Development of Truncated Malarial Var2CSA-Displaying Baculovirus Vectors and Their Gene Delivery Efficiency in HepG2 Cells.

Var2CSA, a member of the Plasmodium falciparum erythrocyte membrane protein (PfEMP) family, specifically binds to various human cancer cells through oncofetal chondroitin sulfate (ofCS) expressed on cell surfaces. This unique binding property has raised considerable expectations for the application of var2CSA in cancer-targeted diagnostics and therapies. Baculovirus vectors, known for their safety compared with other viral vectors, possess the ability to introduce genes into human cancer cells.
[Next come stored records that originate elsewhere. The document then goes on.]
//! Insertion and deletion of single entries.

use tracing::trace;

use super::buffer::ListBuffer;
use super::cascade::cascade;
use super::codec::{
    classify, decode_entry, encode_entry, entry_len, prev_len_width, write_prev_len,
    write_prev_len_wide, MAX_STRING_LEN,
};
use super::error::ZipListError;
use super::navigator::ensure_entry;

/// Inserts `content` so that it starts at `offset`, which must be the start of an existing entry
/// (the new entry goes in front of it) or the terminator (the new entry becomes the tail).
/// Returns the offset of the new entry, which is always `offset`.
pub fn insert(buf: &mut ListBuffer, offset: usize, content: &[u8]) -> Result<usize, ZipListError> {
    if content.len() > MAX_STRING_LEN {
        return Err(ZipListError::ContentTooLarge {
            len: content.len(),
        });
    }

    let at_end = offset == buf.end_offset();

    // Length of the entry that will precede the new one, and the successor's current
    // previous-length field width.
    let (prev_len, successor_field) = if at_end {
        let prev_len = match buf.last_entry_offset() {
            Some(tail) => decode_entry(buf.as_bytes(), tail)?.total_len(),
            None => 0,
        };
        (prev_len, None)
    } else {
        let successor = ensure_entry(buf, offset)?;
        (successor.prev_len, Some(successor.prev_len_width))
    };

    let (encoding, value) = classify(content);
    let req_len = entry_len(encoding, prev_len, value);

    let mut next_diff: isize = match successor_field {
        Some(width) => prev_len_width(req_len) as isize - width as isize,
        None => 0,
    };

    // A successor with a 5 byte field in front of a tiny entry would shrink the buffer overall.
    // Keep the wide field instead so that the move below never reads bytes a shrink dropped.
    let mut force_wide = false;
    if next_diff == -4 && req_len < 4 {
        next_diff = 0;
        force_wide = true;
    }

    let cur_len = buf.byte_len();
    let new_len = (cur_len + req_len) as isize + next_diff;
    if new_len as u64 > u64::from(u32::MAX) {
        return Err(ZipListError::ContentTooLarge {
            len: content.len(),
        });
    }

    // Everything that can fail happens before the buffer is touched, except the cascade, which
    // walks entries past `offset`. The old buffer is kept for that case.
    let mut entry = vec![0u8; req_len];
    encode_entry(&mut entry, 0, prev_len, encoding, value)?;
    let successor_is_tail = !at_end && offset == buf.tail_offset();
    let before = (next_diff != 0).then(|| buf.clone());

    trace!(offset, req_len, next_diff, force_wide, %encoding, "inserting entry");

    buf.resize(new_len as usize);

    if at_end {
        buf.set_tail_offset(offset);
    } else {
        // Move the successor and everything after it. When its field changes width the copy
        // starts `next_diff` bytes earlier (or later) so that the field is rewritten in place.
        let src = (offset as isize - next_diff) as usize;
        let count = (cur_len as isize - offset as isize - 1 + next_diff) as usize;
        let successor_at = offset + req_len;
        let bytes = buf.bytes_mut();
        bytes.copy_within(src..src + count, successor_at);

        if force_wide {
            write_prev_len_wide(bytes, successor_at, req_len);
        } else {
            write_prev_len(bytes, successor_at, req_len);
        }

        // The tail only moves by `next_diff` when the widened field is not inside the tail
        // entry itself.
        let mut tail = buf.tail_offset() + req_len;
        if !successor_is_tail {
            tail = (tail as isize + next_diff) as usize;
        }
        buf.set_tail_offset(tail);
    }

    buf.bytes_mut()[offset..offset + req_len].copy_from_slice(&entry);

    if let Some(before) = before {
        if let Err(e) = cascade(buf, offset + req_len) {
            *buf = before;
            return Err(e);
        }
    }

    buf.adjust_entry_count(1);

    Ok(offset)
}

/// Removes the entry at `offset`. Returns the offset now holding its successor, or the
/// terminator offset when the tail was removed.
pub fn delete(buf: &mut ListBuffer, offset: usize) -> Result<usize, ZipListError> {
    let entry = ensure_entry(buf, offset)?;
    let deleted = entry.total_len();
    let cur_len = buf.byte_len();
    let next_at = entry.end();

    let mut next_diff: isize = 0;
    let mut before = None;

    if buf.is_end(next_at) {
        // The predecessor becomes the tail. With no predecessor `prev_len` is 0 and the tail
        // falls back to the header size.
        buf.set_tail_offset(offset - entry.prev_len);
    } else {
        // The successor now follows the deleted entry's predecessor, so it inherits that
        // previous length. Its field may need a different width.
        let successor = decode_entry(buf.as_bytes(), next_at)?;
        let successor_is_tail = next_at == buf.tail_offset();
        next_diff = prev_len_width(entry.prev_len) as isize - successor.prev_len_width as isize;

        // Only the cascade below can fail once bytes move; keep the old buffer for it.
        if next_diff != 0 {
            before = Some(buf.clone());
        }

        let new_start = (next_at as isize - next_diff) as usize;
        write_prev_len(buf.bytes_mut(), new_start, entry.prev_len);

        let mut tail = buf.tail_offset() - deleted;
        if !successor_is_tail {
            tail = (tail as isize + next_diff) as usize;
        }
        buf.set_tail_offset(tail);

        buf.bytes_mut().copy_within(new_start..cur_len - 1, offset);
    }

    trace!(offset, deleted, next_diff, "deleting entry");

    buf.resize((cur_len as isize - deleted as isize + next_diff) as usize);

    if let Some(before) = before {
        if let Err(e) = cascade(buf, offset) {
            *buf = before;
            return Err(e);
        }
    }

    buf.adjust_entry_count(-1);

    Ok(offset)
}

#[cfg(test)]
mod tests {
    use super::*;
    use crate::ziplist::buffer::HEADER_SIZE;
    use crate::ziplist::codec::{Encoding, Value};
    use crate::ziplist::navigator::{validate, Iter};

    fn items(buf: &ListBuffer) -> Vec<String> {
        Iter::new(buf)
            .map(|e| e.unwrap().value.to_string())
            .collect()
    }

    fn push_tail(buf: &mut ListBuffer, content: &[u8]) -> usize {
        let end = buf.end_offset();
        insert(buf, end, content).unwrap()
    }

    #[test]
    fn insert_into_empty_list() {
        let mut buf = ListBuffer::create();
        let at = push_tail(&mut buf, b"12");

        assert_eq!(at, HEADER_SIZE);
        assert_eq!(buf.entry_count(), 1);
        assert_eq!(buf.tail_offset(), HEADER_SIZE);

        // "12" parses as an integer, so it is stored as an immediate and renders back as "12".
        let view = decode_entry(buf.as_bytes(), at).unwrap();
        assert_eq!(view.encoding, Encoding::Immediate(12));
        assert_eq!(view.value(buf.as_bytes()).to_bytes(), "12");
        assert_eq!(validate(buf.as_bytes()), Ok(()));
    }

    #[test]
    fn insert_at_head_tail_and_middle() {
        let mut buf = ListBuffer::create();
        push_tail(&mut buf, b"b");
        push_tail(&mut buf, b"d");
        insert(&mut buf, HEADER_SIZE, b"a").unwrap();
        let d = buf.tail_offset();
        insert(&mut buf, d, b"c").unwrap();

        assert_eq!(items(&buf), ["a", "b", "c", "d"]);
        assert_eq!(buf.entry_count(), 4);
        assert_eq!(validate(buf.as_bytes()), Ok(()));
    }

    #[test]
    fn many_tail_pushes() {
        let mut buf = ListBuffer::create();
        for i in 0..300 {
            push_tail(&mut buf, format!("{}", (b'a' + (i % 26) as u8) as char).as_bytes());
        }

        assert_eq!(buf.entry_count(), 300);
        assert_eq!(validate(buf.as_bytes()), Ok(()));
        for (i, entry) in Iter::new(&buf).enumerate() {
            let entry = entry.unwrap();
            let expected = [b'a' + (i % 26) as u8];
            assert_eq!(entry.value, Value::Str(&expected));
        }
    }

    #[test]
    fn large_head_insert_widens_successors() {
        let mut buf = ListBuffer::create();
        for _ in 0..3 {
            push_tail(&mut buf, &[b'x'; 250]);
        }

        insert(&mut buf, HEADER_SIZE, &[b'y'; 300]).unwrap();

        let widths: Vec<usize> = Iter::new(&buf)
            .map(|e| e.unwrap().view.prev_len_width)
            .collect();
        assert_eq!(widths, [1, 5, 5, 5]);
        assert_eq!(validate(buf.as_bytes()), Ok(()));
    }

    #[test]
    fn small_insert_before_wide_field_keeps_it_wide() {
        // [a][b], with b's previous length stored in the 5 byte form.
        let mut buf = ListBuffer::create();
        push_tail(&mut buf, b"a");
        push_tail(&mut buf, b"b");
        let b = HEADER_SIZE + 3;
        let mut raw = buf.into_vec();
        let mut wide = [0u8; 5];
        write_prev_len_wide(&mut wide, 0, 3);
        raw.splice(b..b + 1, wide);
        let total = raw.len() as u32;
        raw[0..4].copy_from_slice(&total.to_be_bytes());
        let mut buf = ListBuffer::from_vec(raw);
        let len_before = buf.byte_len();

        // An immediate integer entry is 2 bytes, so narrowing b's field would shrink the buffer.
        insert(&mut buf, b, b"7").unwrap();

        assert_eq!(buf.byte_len(), len_before + 2);
        let successor = decode_entry(buf.as_bytes(), buf.tail_offset()).unwrap();
        assert_eq!((successor.prev_len_width, successor.prev_len), (5, 2));
        assert_eq!(items(&buf), ["a", "7", "b"]);
        assert_eq!(validate(buf.as_bytes()), Ok(()));
    }

    #[test]
    fn medium_insert_before_wide_field_narrows_it() {
        let mut buf = ListBuffer::create();
        push_tail(&mut buf, &[b'x'; 300]);
        push_tail(&mut buf, b"tail");
        let tail = buf.tail_offset();

        insert(&mut buf, tail, b"medium").unwrap();

        let successor = decode_entry(buf.as_bytes(), buf.tail_offset()).unwrap();
        assert_eq!(successor.prev_len_width, 1);
        assert_eq!(items(&buf)[1], "medium");
        assert_eq!(validate(buf.as_bytes()), Ok(()));
    }

    #[test]
    fn delete_head_middle_and_tail() {
        let mut buf = ListBuffer::create();
        for item in ["a", "b", "c", "d"] {
            push_tail(&mut buf, item.as_bytes());
        }

        assert_eq!(delete(&mut buf, HEADER_SIZE).unwrap(), HEADER_SIZE);
        assert_eq!(items(&buf), ["b", "c", "d"]);

        let c = HEADER_SIZE + 3;
        delete(&mut buf, c).unwrap();
        assert_eq!(items(&buf), ["b", "d"]);

        let tail = buf.tail_offset();
        assert_eq!(delete(&mut buf, tail).unwrap(), buf.end_offset());
        assert_eq!(items(&buf), ["b"]);
        assert_eq!(buf.tail_offset(), HEADER_SIZE);

        delete(&mut buf, HEADER_SIZE).unwrap();
        assert_eq!(buf, ListBuffer::create());
    }

    #[test]
    fn delete_propagates_previous_length() {
        // Entry lengths 3, 3, 304: deleting the head leaves the second entry first and the third
        // entry's field pointing at it.
        let mut buf = ListBuffer::create();
        push_tail(&mut buf, b"a");
        push_tail(&mut buf, b"b");
        push_tail(&mut buf, &[b'c'; 300]);

        delete(&mut buf, HEADER_SIZE).unwrap();

        let first = decode_entry(buf.as_bytes(), HEADER_SIZE).unwrap();
        let second = decode_entry(buf.as_bytes(), first.end()).unwrap();
        assert_eq!(first.prev_len, 0);
        assert_eq!(second.prev_len, first.total_len());
        assert_eq!(validate(buf.as_bytes()), Ok(()));
    }

    #[test]
    fn delete_widens_successor_field_and_cascades() {
        // [big][small][three 250 byte entries]: deleting "small" makes the first 250 byte
        // entry follow "big", needing a wide field, which grows it past the threshold in turn.
        let mut buf = ListBuffer::create();
        push_tail(&mut buf, &[b'b'; 300]);
        push_tail(&mut buf, b"s");
        for _ in 0..3 {
            push_tail(&mut buf, &[b'x'; 250]);
        }

        let small = decode_entry(buf.as_bytes(), HEADER_SIZE).unwrap().end();
        delete(&mut buf, small).unwrap();

        let widths: Vec<usize> = Iter::new(&buf)
            .map(|e| e.unwrap().view.prev_len_width)
            .collect();
        assert_eq!(widths, [1, 5, 5, 5]);
        assert_eq!(buf.entry_count(), 4);
        assert_eq!(validate(buf.as_bytes()), Ok(()));
    }

    #[test]
    fn delete_narrows_successor_field() {
        let mut buf = ListBuffer::create();
        push_tail(&mut buf, b"a");
        push_tail(&mut buf, &[b'b'; 300]);
        push_tail(&mut buf, b"c");

        let big = HEADER_SIZE + 3;
        delete(&mut buf, big).unwrap();

        let c = decode_entry(buf.as_bytes(), buf.tail_offset()).unwrap();
        assert_eq!((c.prev_len_width, c.prev_len), (1, 3));
        assert_eq!(items(&buf), ["a", "c"]);
        assert_eq!(validate(buf.as_bytes()), Ok(()));
    }

    #[test]
    fn failed_cascade_leaves_the_buffer_untouched() {
        // [hello][world] with the type byte of "world" broken, so a cascade that reaches it
        // fails halfway through the insert.
        let mut buf = ListBuffer::create();
        push_tail(&mut buf, b"hello");
        let world = push_tail(&mut buf, b"world");
        buf.bytes_mut()[world + 1] = 0x81;
        let before = buf.clone();

        assert!(matches!(
            insert(&mut buf, HEADER_SIZE, &[b'y'; 300]),
            Err(ZipListError::MalformedEntry { .. })
        ));
        assert_eq!(buf, before);

        // [big][s][x][world]: dropping "s" widens the field of "x", and the cascade after the
        // delete reaches the broken entry.
        let mut buf = ListBuffer::create();
        push_tail(&mut buf, &[b'b'; 300]);
        let small = push_tail(&mut buf, b"s");
        push_tail(&mut buf, b"x");
        let world = push_tail(&mut buf, b"world");
        buf.bytes_mut()[world + 1] = 0x81;
        let before = buf.clone();

        assert!(matches!(
            delete(&mut buf, small),
            Err(ZipListError::MalformedEntry { .. })
        ));
        assert_eq!(buf, before);
    }

    #[test]
    fn unaligned_offsets_are_rejected_untouched() {
        let mut buf = ListBuffer::create();
        push_tail(&mut buf, b"hello");
        push_tail(&mut buf, b"world");
        let before = buf.clone();

        let offset = HEADER_SIZE + 2;
        assert_eq!(
            insert(&mut buf, offset, b"x"),
            Err(ZipListError::OutOfBounds { offset })
        );
        assert_eq!(
            delete(&mut buf, offset),
            Err(ZipListError::OutOfBounds { offset })
        );
        let end = buf.end_offset();
        assert_eq!(
            delete(&mut buf, end),
            Err(ZipListError::OutOfBounds { offset: end })
        );
        assert_eq!(buf, before);
    }
}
We previously constructed a baculovirus expressing var2CSA containing DBL1X-DBL3X domains (var2CSA-type baculovirus) and demonstrated enhanced gene transduction efficiency in cancer cells. In the present study, we sought to further improve gene delivery by generating two truncated var2CSA constructs: rVAR2 (DBL1X-ID2a) and ID1-DBL2Xb. The rVAR2 was successfully expressed in purified budded virions, whereas the ID1-DBL2Xb showed no detectable expression in budded virions due to very low protein levels in insect Sf9 cells. Functional evaluation in HepG2 hepatocellular carcinoma cells revealed that rVAR2-type baculovirus exhibited significantly higher gene delivery efficiency than the var2CSA-type baculovirus. These findings suggest that rVAR2-expressing baculovirus represents a promising tool for cancer gene therapy, where enhanced gene delivery efficiency is highly desirable.